The junior shed more than 10 pounds from his 5-foot-11 frame over the summer after playing at 230 pounds during an injury-plagued 2017 season. He eliminated some snacks and unhealthy foods, took up yoga and dropped a second of his 40-yard dash time so he could share rushing duties with sophomore Jafar Armstrong and others during the preseason.
Last Saturday, Jones made his first career start and carried 17 times for a career-high 118 yards — his first collegiate effort over 100 yards — and led the eight-ranked Fighting Irish (3-0) with 56 more yards on two receptions in a 22-17 victory over Vanderbilt.

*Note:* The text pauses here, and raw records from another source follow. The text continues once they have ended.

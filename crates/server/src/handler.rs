//! MCP server handler implementation.
//!
//! Each tool delivers one event to the worker, so an embedding process can
//! drive install, activation and runtime events over stdio.

use std::sync::Arc;

use rmcp::{
    ErrorData as McpError, ServerHandler,
    handler::server::{
        tool::{ToolCallContext, ToolRouter},
        wrapper::Parameters,
    },
    model::{
        CallToolRequestParam, CallToolResult, Implementation, ListToolsResult, PaginatedRequestParam, ProtocolVersion,
        ServerCapabilities, ServerInfo,
    },
    service::{RequestContext, RoleServer},
    tool, tool_router,
};
use volta_worker::Worker;

use crate::host::HostPlatform;
use crate::tools::{
    CacheKeysParams, FetchParams, MessageParams, NotificationClickParams, PushParams, SyncParams, activate_impl,
    click_impl, fetch_impl, install_impl, keys_impl, message_impl, push_impl, sync_impl,
};

#[derive(Clone)]
pub struct VoltaServer {
    worker: Arc<Worker>,
    host: Arc<HostPlatform>,
    tool_router: ToolRouter<Self>,
}

#[tool_router]
impl VoltaServer {
    pub fn new(worker: Arc<Worker>, host: Arc<HostPlatform>) -> Self {
        Self { worker, host, tool_router: Self::tool_router() }
    }

    #[tool(description = "Install the current version: fetch every manifest asset and store them in its cache partition. \
        Fails without writing anything if any asset fails.")]
    async fn sw_install(&self) -> Result<CallToolResult, McpError> {
        install_impl(&self.worker).await
    }

    #[tool(description = "Activate the installed version: delete every other cache partition and claim open windows.")]
    async fn sw_activate(&self) -> Result<CallToolResult, McpError> {
        activate_impl(&self.worker).await
    }

    #[tool(description = "Send a page request through the worker. Returns whether it was answered from cache, \
        network, the offline document, or not at all.")]
    async fn sw_fetch(&self, params: Parameters<FetchParams>) -> Result<CallToolResult, McpError> {
        fetch_impl(&self.worker, params.0).await
    }

    #[tool(description = "Deliver a push message. Returns the notification that was shown.")]
    async fn sw_push(&self, params: Parameters<PushParams>) -> Result<CallToolResult, McpError> {
        push_impl(&self.worker, params.0).await
    }

    #[tool(description = "Click the most recent notification or one of its actions. Optionally sets the open \
        windows first; returns what was focused or opened.")]
    async fn sw_notification_click(
        &self, params: Parameters<NotificationClickParams>,
    ) -> Result<CallToolResult, McpError> {
        click_impl(&self.worker, &self.host, params.0).await
    }

    #[tool(description = "Fire a background sync (or periodic sync) event with the given tag.")]
    async fn sw_sync(&self, params: Parameters<SyncParams>) -> Result<CallToolResult, McpError> {
        sync_impl(&self.worker, params.0).await
    }

    #[tool(description = "Post a message from the page, e.g. {\"type\": \"CACHE_NEW_ASSET\", \"url\": \"/data.json\"}.")]
    async fn sw_message(&self, params: Parameters<MessageParams>) -> Result<CallToolResult, McpError> {
        message_impl(&self.worker, params.0).await
    }

    #[tool(description = "List cache partitions and the requests stored in each.")]
    async fn cache_keys(&self, params: Parameters<CacheKeysParams>) -> Result<CallToolResult, McpError> {
        keys_impl(self.worker.cache(), self.worker.version_tag(), params.0).await
    }
}

impl ServerHandler for VoltaServer {
    fn get_info(&self) -> ServerInfo {
        ServerInfo {
            server_info: Implementation {
                name: "volta-worker".into(),
                version: env!("CARGO_PKG_VERSION").into(),
                ..Default::default()
            },
            protocol_version: ProtocolVersion::LATEST,
            capabilities: ServerCapabilities::builder().enable_tools().build(),
            ..Default::default()
        }
    }

    async fn list_tools(
        &self, _request: Option<PaginatedRequestParam>, _context: RequestContext<RoleServer>,
    ) -> Result<ListToolsResult, rmcp::model::ErrorData> {
        Ok(ListToolsResult { meta: None, tools: self.tool_router.list_all(), next_cursor: None })
    }

    async fn call_tool(
        &self, request: CallToolRequestParam, context: RequestContext<RoleServer>,
    ) -> Result<CallToolResult, rmcp::model::ErrorData> {
        self.tool_router
            .call(ToolCallContext::new(self, request, context))
            .await
    }
}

“I feel like I’m in high school again, getting a lot of carries, just reppin’ and all that,” said Jones, who had 232 rushing yards last season, including a career-high 59 yards in a 48-37 victory over Wake Forest, this weekend’s opponent. “I’m a rhythm back — I need five carries to get going.”
Jones’ first five carries against the Commodores went for 55 yards, including a 19-yard run to start the game and two 14-yard efforts. That production followed a 61-yard, two-touchdown performance in Notre Dame’s 24-16 victory over Ball State that left an impression on the coaching staff.
“(Jones) started to run with a demeanor and mindset that he wasn’t going to be tackled,” coach Brian Kelly said. “He carried that into practice. If he runs physical (and) catches the ball coming out of the backfield, he’s going to be a big asset and he’ll continue to be a big asset for us.”
Jones, who leads the Irish with 224 yards and an average rush of 5.7 yards, doesn’t mind that he’s sharing carries with Armstrong, a 6-foot-1, 218-pound converted wide receiver who started the first two games, and of course with quarterback Brandon Wimbush. Against Vandy, Wimbush picked up 84 yards on 19 carries, while Armstrong had 46 yards on 11 carries as the Irish rushed for a season-high 245 yards.
“Jafar is fast and physical; I’m fast and physical,” Jones said. “So pick your poison. I wouldn’t worry about whoever’s starting. Brandon (running) spreads the defense out a little more.”
Last season with All-Americans Quenton Nelson and Mike McGlinchey helping lead the way for running back Josh Adams, the Irish averaged 269.3 rushing yards (seventh nationally) and 6.3 per carry. This season with three linemen in new spots and Adams now with the Philadelphia Eagles, Notre Dame is averaging just 164.7 yards (76th) and 3.6 per carry.
“We’re still trying to get the kinks out; to be honest, I think we’ll find it real soon,” said Jones, who expects the Irish to be “very balanced and very lethal.”
Kelly is OK with the running back by committee.
“I think we’re going to continue down that road where all three of those guys are going to have multiple carries,” Kelly said. “We’re only scratching the surface in terms of where we can be.”
Senior running back Dexter Williams, who averaged 9.2 yards per carry in 2017 as a backup, could also give the running game a boost.
“We have so many different types of backs and that’s hard to defend against,” Wimbush said. “All these guys can catch out of the backfield as you saw. I’m excited for the guys we have and I’m looking forward, obviously, to Dexter’s return.”
The 5-foot-11, 215-pound Williams, who has been working out with the team since the preseason but has not played because of a suspension, has breakaway speed. He is expected back when Stanford visits Sept. 29.
“You feel like you’ve got players that can make plays for you,” Kelly said.